[Dataset extract — start]

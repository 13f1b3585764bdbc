//! Bare `SEARCH_REQUEST`/`DESCRIPTION_REQUEST` discovery helpers.
//!
//! Full gateway discovery (parsing `SEARCH_RESPONSE` DIBs, extended search,
//! multi-homed interface selection) is out of scope; this exposes just
//! enough to compose and send the two request frames this crate's core is
//! otherwise silent on, grounded on [`crate::protocol::services`].

use crate::error::Result;
use crate::net::transport::Transport;
use crate::net::IpEndpoint;
use crate::protocol::frame::Hpai;
use crate::protocol::services::{DescriptionRequest, SearchRequest};

/// Multicast group KNXnet/IP discovery and routing traffic both use.
pub const DISCOVERY_MULTICAST_GROUP: crate::net::Ipv4Addr = crate::net::Ipv4Addr::new(224, 0, 23, 12);
/// Standard KNXnet/IP UDP/TCP port.
pub const KNXNETIP_PORT: u16 = 3671;

/// Send a `SEARCH_REQUEST` to the discovery multicast group, advertising
/// `reply_to` as the endpoint servers should answer on (or [`Hpai::NAT`] to
/// ask for a reply to this datagram's source address).
///
/// # Errors
///
/// Returns an error if encoding or sending the frame fails.
pub fn send_search_request<T: Transport>(transport: &mut T, reply_to: Hpai) -> Result<()> {
    let request = SearchRequest {
        discovery_endpoint: reply_to,
    };
    let mut buf = [0u8; 32];
    let len = request.build(&mut buf)?;
    let dest = IpEndpoint::new(DISCOVERY_MULTICAST_GROUP, KNXNETIP_PORT);
    transport.send_to(&buf[..len], dest)
}

/// Send a `DESCRIPTION_REQUEST` directly to `gateway`, advertising
/// `reply_to` as the endpoint it should answer on.
///
/// # Errors
///
/// Returns an error if encoding or sending the frame fails.
pub fn send_description_request<T: Transport>(
    transport: &mut T,
    gateway: IpEndpoint,
    reply_to: Hpai,
) -> Result<()> {
    let request = DescriptionRequest {
        control_endpoint: reply_to,
    };
    let mut buf = [0u8; 32];
    let len = request.build(&mut buf)?;
    transport.send_to(&buf[..len], gateway)
}

#[cfg(test)]
mod tests {
    use super::*;
    use crate::net::mock_transport::MockTransport;

    #[test]
    fn search_request_targets_discovery_multicast_group() {
        let mut transport = MockTransport::new();
        send_search_request(&mut transport, Hpai::NAT).unwrap();

        let (_, dest) = transport.last_sent().unwrap();
        assert_eq!(dest, IpEndpoint::new(DISCOVERY_MULTICAST_GROUP, KNXNETIP_PORT));
    }

    #[test]
    fn description_request_targets_gateway() {
        let mut transport = MockTransport::new();
        let gateway = IpEndpoint::new([192, 168, 1, 10].into(), 3671);
        send_description_request(&mut transport, gateway, Hpai::NAT).unwrap();

        let (_, dest) = transport.last_sent().unwrap();
        assert_eq!(dest, gateway);
    }
}
#[cfg(test)]
mod tests {
    use super::*;

    #[test]
    fn test_hpai_encode_decode() {
        let hpai = Hpai::new([192, 168, 1, 10], 3671);
        let mut buf = [0u8; 8];
        let len = hpai.encode(&mut buf).unwrap();
        assert_eq!(len, 8);
        let decoded = Hpai::parse(&buf).unwrap();
        assert_eq!(decoded, hpai);
    }

    #[test]
    fn test_connect_request_build() {
        let control = Hpai::new([192, 168, 1, 100], 3671);
        let data = Hpai::new([192, 168, 1, 100], 3671);
        let request = ConnectRequest::new(control, data, ConnectionRequestInfo::tunnel_link_layer());

        let mut buf = [0u8; 32];
        let len = request.build(&mut buf).unwrap();

        assert_eq!(len, 26);
        assert_eq!(&buf[0..2], &[0x06, 0x10]);
        assert_eq!(
            u16::from_be_bytes([buf[2], buf[3]]),
            ServiceType::ConnectRequest.to_u16()
        );
    }

    #[test]
    fn test_connect_request_device_management_cri() {
        let cri = ConnectionRequestInfo::DeviceManagement;
        let mut buf = [0u8; 4];
        cri.encode(&mut buf).unwrap();
        let decoded = ConnectionRequestInfo::decode(&buf).unwrap();
        assert_eq!(decoded, ConnectionRequestInfo::DeviceManagement);
    }

    #[test]
    fn test_connection_header() {
        let header = ConnectionHeader::new(5, 10);
        let mut buf = [0u8; 4];
        let len = header.encode(&mut buf).unwrap();
        assert_eq!(len, 4);
        let decoded = ConnectionHeader::decode(&buf).unwrap();
        assert_eq!(decoded.channel_id, 5);
        assert_eq!(decoded.sequence_counter, 10);
    }

    #[test]
    fn test_tunneling_ack() {
        let header = ConnectionHeader::new(3, 15);
        let ack = TunnelingAck::new(header, 0);
        let mut buf = [0u8; 16];
        let len = ack.build(&mut buf).unwrap();
        assert_eq!(len, 11);
        assert!(ack.is_ok());
    }

    #[test]
    fn test_tunneling_feature_get_round_trip() {
        let feature = TunnelingFeature::get(7, 2, 0x01);
        let mut buf = [0u8; 32];
        let len = feature
            .build(ServiceType::TunnellingFeatureGet, &mut buf)
            .unwrap();
        let parsed = TunnelingFeature::parse(&buf[6..len]).unwrap();
        assert_eq!(parsed.channel_id, 7);
        assert_eq!(parsed.feature_id, 0x01);
    }

    #[test]
    fn test_routing_busy_round_trip() {
        let busy = RoutingBusy {
            device_state: 0,
            wait_time_ms: 100,
            control_field: 1,
        };
        let mut buf = [0u8; 16];
        let len = busy.build(&mut buf).unwrap();
        let parsed = RoutingBusy::parse(&buf[6..len]).unwrap();
        assert_eq!(parsed.wait_time_ms, 100);
        assert_eq!(parsed.control_field, 1);
    }

    #[test]
    fn test_routing_lost_message_parse() {
        let data = [0x04, 0x00, 0x00, 0x02];
        let lost = RoutingLostMessage::parse(&data).unwrap();
        assert_eq!(lost.lost_message_count, 2);
    }

    #[test]
    fn test_connection_response_data_tunnel_round_trip() {
        let crd = ConnectionResponseData::Tunnel {
            individual_address: IndividualAddress::new(1, 1, 5).unwrap(),
        };
        let mut buf = [0u8; 4];
        let n = crd.encode(&mut buf).unwrap();
        assert_eq!(n, 4);
        assert_eq!(buf, [0x04, TUNNEL_CONNECTION, 0x11, 0x05]);
        assert_eq!(ConnectionResponseData::decode(&buf).unwrap(), crd);
    }

    #[test]
    fn test_connection_response_data_device_management_round_trip() {
        let crd = ConnectionResponseData::DeviceManagement;
        let mut buf = [0u8; 4];
        let n = crd.encode(&mut buf).unwrap();
        assert_eq!(n, 2);
        assert_eq!(&buf[..2], [0x02, DEVICE_MGMT_CONNECTION]);
        assert_eq!(ConnectionResponseData::decode(&buf[..2]).unwrap(), crd);
    }

    #[test]
    fn test_connect_response_parse_tunnel_crd_scenario() {
        // CONNECT_RESPONSE body: channel 0x15, status NO_ERROR, data endpoint
        // 192.168.10.10:3671/UDP, CRD = tunnel / individual address 1.1.5.
        let data = [
            0x15, 0x00, 0x08, 0x01, 0xC0, 0xA8, 0x0A, 0x0A, 0x0E, 0x57, 0x04, 0x04, 0x11, 0x05,
        ];
        let response = ConnectResponse::parse(&data).unwrap();
        assert_eq!(response.channel_id, 0x15);
        assert!(response.is_ok());
        assert_eq!(response.data_endpoint.ip_address, [192, 168, 10, 10]);
        assert_eq!(response.data_endpoint.port, 3671);
        assert_eq!(
            response.crd,
            ConnectionResponseData::Tunnel {
                individual_address: IndividualAddress::new(1, 1, 5).unwrap(),
            }
        );
    }

    #[test]
    fn test_description_response_rejects_duplicate_dib_type() {
        let mut data = Vec::new();
        data.extend_from_slice(&[0x03, 0x01, 0x00]);
        data.extend_from_slice(&[0x03, 0x01, 0x01]);
        assert!(DescriptionResponse::parse(&data).is_err());
    }

    #[test]
    fn test_description_response_skips_unknown_dib_type() {
        let mut data = Vec::new();
        data.extend_from_slice(&[0x03, 0x01, 0x00]); // DeviceInfo
        data.extend_from_slice(&[0x03, 0x7F, 0x00]); // Unknown(0x7F)
        let response = DescriptionResponse::parse(&data).unwrap();
        assert_eq!(response.dibs.len(), 1);
        assert_eq!(response.dibs[0].dib_type, DibType::DeviceInfo);
    }

    #[test]
    fn test_search_response_parses_hpai_and_dibs() {
        let mut data = Vec::new();
        let hpai = Hpai::new([192, 168, 1, 10], 3671);
        let mut hpai_buf = [0u8; 8];
        hpai.encode(&mut hpai_buf).unwrap();
        data.extend_from_slice(&hpai_buf);
        data.extend_from_slice(&[0x03, 0x01, 0x00]);
        data.extend_from_slice(&[0x04, 0x02, 0x01, 0x02]);
        let response = SearchResponse::parse(&data).unwrap();
        assert_eq!(response.control_endpoint.ip_address, [192, 168, 1, 10]);
        assert_eq!(response.control_endpoint.port, 3671);
        assert_eq!(response.dibs.len(), 2);
        assert_eq!(response.dibs[0].dib_type, DibType::DeviceInfo);
        assert_eq!(response.dibs[1].dib_type, DibType::SuppSvcFamilies);
    }
}
//! UDP transport backed by `std::net::UdpSocket`.
//!
//! Plain point-to-point tunnelling traffic and multicast routing traffic
//! both ride on a [`UdpTransport`]; [`UdpTransport::join_multicast`] is the
//! only bit specific to the routing endpoint.

use std::net::UdpSocket;
use std::sync::Arc;
use std::time::Duration;

use crate::error::{KnxError, Result};
use crate::net::transport::Transport;
use crate::net::IpEndpoint;

/// Socket read timeout used so `recv_from` wakes up periodically to notice
/// [`Transport::close`] instead of blocking forever on a dead socket.
const READ_TIMEOUT: Duration = Duration::from_millis(500);

/// Blocking UDP transport. Cheaply cloneable: clones share the same
/// underlying socket (`UdpSocket` is usable concurrently from multiple
/// threads once bound), mirroring `UdpSocket::try_clone`.
#[derive(Debug, Clone)]
pub struct UdpTransport {
    socket: Arc<UdpSocket>,
}

impl UdpTransport {
    /// Bind to `local` (use port 0 to let the OS pick an ephemeral port).
    ///
    /// # Errors
    ///
    /// Returns `IoError` if the bind fails.
    pub fn bind(local: IpEndpoint) -> Result<Self> {
        let socket = UdpSocket::bind(local.to_socket_addr())?;
        socket.set_read_timeout(Some(READ_TIMEOUT))?;
        Ok(Self {
            socket: Arc::new(socket),
        })
    }

    /// Join a multicast group (the routing endpoint's `224.0.23.12:3671`) on
    /// the given local interface.
    ///
    /// # Errors
    ///
    /// Returns `IoError` if joining the group fails.
    pub fn join_multicast(&self, group: crate::net::Ipv4Addr, interface: crate::net::Ipv4Addr) -> Result<()> {
        self.socket
            .join_multicast_v4(&group.to_std(), &interface.to_std())?;
        Ok(())
    }

    /// The local address this socket is bound to.
    ///
    /// # Errors
    ///
    /// Returns `IoError` if the underlying syscall fails.
    pub fn local_addr(&self) -> Result<IpEndpoint> {
        let addr = self.socket.local_addr()?;
        match addr {
            std::net::SocketAddr::V4(v4) => Ok(IpEndpoint::from(v4)),
            std::net::SocketAddr::V6(_) => Err(KnxError::malformed("unexpected IPv6 local address")),
        }
    }
}

impl Transport for UdpTransport {
    fn send_to(&mut self, data: &[u8], addr: IpEndpoint) -> Result<()> {
        self.socket.send_to(data, addr.to_socket_addr())?;
        Ok(())
    }

    fn recv_from(&mut self, buf: &mut [u8]) -> Result<(usize, IpEndpoint)> {
        loop {
            match self.socket.recv_from(buf) {
                Ok((n, std::net::SocketAddr::V4(from))) => return Ok((n, IpEndpoint::from(from))),
                Ok((_, std::net::SocketAddr::V6(_))) => {
                    tracing::debug!("dropping datagram from unexpected IPv6 source");
                    continue;
                }
                Err(e) if matches!(e.kind(), std::io::ErrorKind::WouldBlock | std::io::ErrorKind::TimedOut) => {
                    continue;
                }
                Err(e) => {
                    tracing::warn!(error = %e, "udp recv_from failed");
                    return Err(e.into());
                }
            }
        }
    }

    fn close(&mut self) {
        // UdpSocket has no explicit close; dropping the last Arc releases
        // the fd. The receiver thread's recv_from will keep timing out
        // harmlessly until the session stops polling it.
    }
}

#[cfg(test)]
mod tests {
    use super::*;

    #[test]
    fn bind_to_ephemeral_port_succeeds() {
        let transport = UdpTransport::bind(IpEndpoint::new([127, 0, 0, 1].into(), 0)).unwrap();
        assert!(transport.local_addr().unwrap().port > 0);
    }

    #[test]
    fn send_and_receive_loopback() {
        let mut a = UdpTransport::bind(IpEndpoint::new([127, 0, 0, 1].into(), 0)).unwrap();
        let mut b = UdpTransport::bind(IpEndpoint::new([127, 0, 0, 1].into(), 0)).unwrap();
        let b_addr = b.local_addr().unwrap();

        a.send_to(&[1, 2, 3], b_addr).unwrap();
        let (n, _from) = b.recv_from(&mut [0u8; 16]).unwrap();
        assert_eq!(n, 3);
    }

    #[test]
    fn clone_shares_socket() {
        let a = UdpTransport::bind(IpEndpoint::new([127, 0, 0, 1].into(), 0)).unwrap();
        let b = a.clone();
        assert_eq!(a.local_addr().unwrap(), b.local_addr().unwrap());
    }
}
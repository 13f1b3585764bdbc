//! Network types for KNX communication.
//!
//! This module provides ergonomic IPv4 address/endpoint types plus the
//! [`transport`] abstraction that the session, routing, and (for UDP/TCP
//! specifically) discovery code are built on.

pub mod mock_transport;
pub mod tcp;
pub mod transport;
pub mod udp;

use std::fmt;

/// IPv4 address representation.
///
/// A lightweight wrapper around a 4-byte array that provides ergonomic
/// conversions from various input types.
///
/// # Examples
///
/// ```
/// use knx_net::net::Ipv4Addr;
///
/// let addr = Ipv4Addr::from([192, 168, 1, 10]);
/// let addr = Ipv4Addr::from((192, 168, 1, 10));
/// let addr = Ipv4Addr::new(192, 168, 1, 10);
/// ```
#[derive(Debug, Clone, Copy, PartialEq, Eq, Hash)]
pub struct Ipv4Addr {
    octets: [u8; 4],
}

impl Ipv4Addr {
    /// Create a new IPv4 address from individual octets.
    #[inline]
    #[must_use]
    pub const fn new(a: u8, b: u8, c: u8, d: u8) -> Self {
        Self {
            octets: [a, b, c, d],
        }
    }

    /// Returns the four octets that make up this address.
    #[inline]
    #[must_use]
    pub const fn octets(&self) -> [u8; 4] {
        self.octets
    }

    /// Unspecified IPv4 address (0.0.0.0), used for NAT mode in KNXnet/IP.
    pub const UNSPECIFIED: Self = Self::new(0, 0, 0, 0);

    /// Localhost IPv4 address (127.0.0.1).
    pub const LOCALHOST: Self = Self::new(127, 0, 0, 1);

    #[must_use]
    pub const fn to_std(self) -> std::net::Ipv4Addr {
        std::net::Ipv4Addr::new(
            self.octets[0],
            self.octets[1],
            self.octets[2],
            self.octets[3],
        )
    }
}

impl From<[u8; 4]> for Ipv4Addr {
    #[inline]
    fn from(octets: [u8; 4]) -> Self {
        Self { octets }
    }
}

impl From<(u8, u8, u8, u8)> for Ipv4Addr {
    #[inline]
    fn from((a, b, c, d): (u8, u8, u8, u8)) -> Self {
        Self::new(a, b, c, d)
    }
}

impl From<Ipv4Addr> for [u8; 4] {
    #[inline]
    fn from(addr: Ipv4Addr) -> [u8; 4] {
        addr.octets
    }
}

impl From<u32> for Ipv4Addr {
    #[inline]
    fn from(ip: u32) -> Self {
        Self {
            octets: ip.to_be_bytes(),
        }
    }
}

impl From<Ipv4Addr> for u32 {
    #[inline]
    fn from(addr: Ipv4Addr) -> u32 {
        u32::from_be_bytes(addr.octets)
    }
}

impl From<std::net::Ipv4Addr> for Ipv4Addr {
    #[inline]
    fn from(addr: std::net::Ipv4Addr) -> Self {
        Self {
            octets: addr.octets(),
        }
    }
}

impl fmt::Display for Ipv4Addr {
    fn fmt(&self, f: &mut fmt::Formatter<'_>) -> fmt::Result {
        write!(
            f,
            "{}.{}.{}.{}",
            self.octets[0], self.octets[1], self.octets[2], self.octets[3]
        )
    }
}

impl std::str::FromStr for Ipv4Addr {
    type Err = crate::error::KnxError;

    fn from_str(s: &str) -> Result<Self, Self::Err> {
        let mut parts = s.split('.');
        let mut octets = [0u8; 4];

        for octet in &mut octets {
            let part = parts
                .next()
                .ok_or_else(|| crate::error::KnxError::malformed("invalid IPv4 literal"))?;
            *octet = part
                .parse()
                .map_err(|_| crate::error::KnxError::malformed("invalid IPv4 literal"))?;
        }

        if parts.next().is_some() {
            return Err(crate::error::KnxError::malformed("invalid IPv4 literal"));
        }

        Ok(Self { octets })
    }
}

/// IP endpoint (address + port) for network communication.
///
/// # Examples
///
/// ```
/// use knx_net::net::{IpEndpoint, Ipv4Addr};
///
/// let endpoint = IpEndpoint::new(Ipv4Addr::new(192, 168, 1, 10), 3671);
/// assert_eq!(endpoint.addr.octets(), [192, 168, 1, 10]);
/// assert_eq!(endpoint.port, 3671);
/// ```
#[derive(Debug, Clone, Copy, PartialEq, Eq, Hash)]
pub struct IpEndpoint {
    /// IP address
    pub addr: Ipv4Addr,
    /// Port number
    pub port: u16,
}

impl IpEndpoint {
    #[inline]
    #[must_use]
    pub const fn new(addr: Ipv4Addr, port: u16) -> Self {
        Self { addr, port }
    }

    /// Unspecified endpoint (0.0.0.0:0).
    pub const UNSPECIFIED: Self = Self {
        addr: Ipv4Addr::UNSPECIFIED,
        port: 0,
    };

    #[must_use]
    pub fn to_socket_addr(self) -> std::net::SocketAddrV4 {
        std::net::SocketAddrV4::new(self.addr.to_std(), self.port)
    }
}

impl Default for IpEndpoint {
    fn default() -> Self {
        Self::UNSPECIFIED
    }
}

impl From<([u8; 4], u16)> for IpEndpoint {
    #[inline]
    fn from((addr, port): ([u8; 4], u16)) -> Self {
        Self {
            addr: Ipv4Addr::from(addr),
            port,
        }
    }
}

impl From<(Ipv4Addr, u16)> for IpEndpoint {
    #[inline]
    fn from((addr, port): (Ipv4Addr, u16)) -> Self {
        Self { addr, port }
    }
}

impl From<std::net::SocketAddrV4> for IpEndpoint {
    fn from(addr: std::net::SocketAddrV4) -> Self {
        Self {
            addr: Ipv4Addr::from(*addr.ip()),
            port: addr.port(),
        }
    }
}

impl fmt::Display for IpEndpoint {
    fn fmt(&self, f: &mut fmt::Formatter<'_>) -> fmt::Result {
        write!(f, "{}:{}", self.addr, self.port)
    }
}

#[cfg(test)]
mod tests {
    use super::*;

    #[test]
    fn test_new() {
        let addr = Ipv4Addr::new(192, 168, 1, 10);
        assert_eq!(addr.octets(), [192, 168, 1, 10]);
    }

    #[test]
    fn test_from_array() {
        let addr = Ipv4Addr::from([192, 168, 1, 10]);
        assert_eq!(addr.octets(), [192, 168, 1, 10]);
    }

    #[test]
    fn test_from_tuple() {
        let addr = Ipv4Addr::from((192, 168, 1, 10));
        assert_eq!(addr.octets(), [192, 168, 1, 10]);
    }

    #[test]
    fn test_from_u32() {
        let addr = Ipv4Addr::from(0xC0A8_010A);
        assert_eq!(addr.octets(), [192, 168, 1, 10]);
    }

    #[test]
    fn test_to_u32() {
        let addr = Ipv4Addr::new(192, 168, 1, 10);
        assert_eq!(u32::from(addr), 0xC0A8_010A);
    }

    #[test]
    fn test_display() {
        let addr = Ipv4Addr::new(192, 168, 1, 10);
        assert_eq!(format!("{addr}"), "192.168.1.10");
    }

    #[test]
    fn test_from_str() {
        let addr: Ipv4Addr = "192.168.1.10".parse().unwrap();
        assert_eq!(addr.octets(), [192, 168, 1, 10]);
    }

    #[test]
    fn test_from_str_invalid() {
        assert!("192.168.1".parse::<Ipv4Addr>().is_err());
        assert!("192.168.1.256".parse::<Ipv4Addr>().is_err());
        assert!("192.168.1.10.5".parse::<Ipv4Addr>().is_err());
        assert!("a.b.c.d".parse::<Ipv4Addr>().is_err());
    }

    #[test]
    fn test_constants() {
        assert_eq!(Ipv4Addr::UNSPECIFIED.octets(), [0, 0, 0, 0]);
        assert_eq!(Ipv4Addr::LOCALHOST.octets(), [127, 0, 0, 1]);
    }

    #[test]
    fn endpoint_round_trips_through_socket_addr() {
        let ep = IpEndpoint::new(Ipv4Addr::new(10, 0, 0, 1), 3671);
        let sock = ep.to_socket_addr();
        assert_eq!(IpEndpoint::from(sock), ep);
    }
}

[Dataset extract — finish]

What to produce |
Pull every line containing "interface" from the entries above and copy it.

Solution for this task |
//! multi-homed interface selection) is out of scope; this exposes just
    /// the given local interface.
    pub fn join_multicast(&self, group: crate::net::Ipv4Addr, interface: crate::net::Ipv4Addr) -> Result<()> {
            .join_multicast_v4(&group.to_std(), &interface.to_std())?;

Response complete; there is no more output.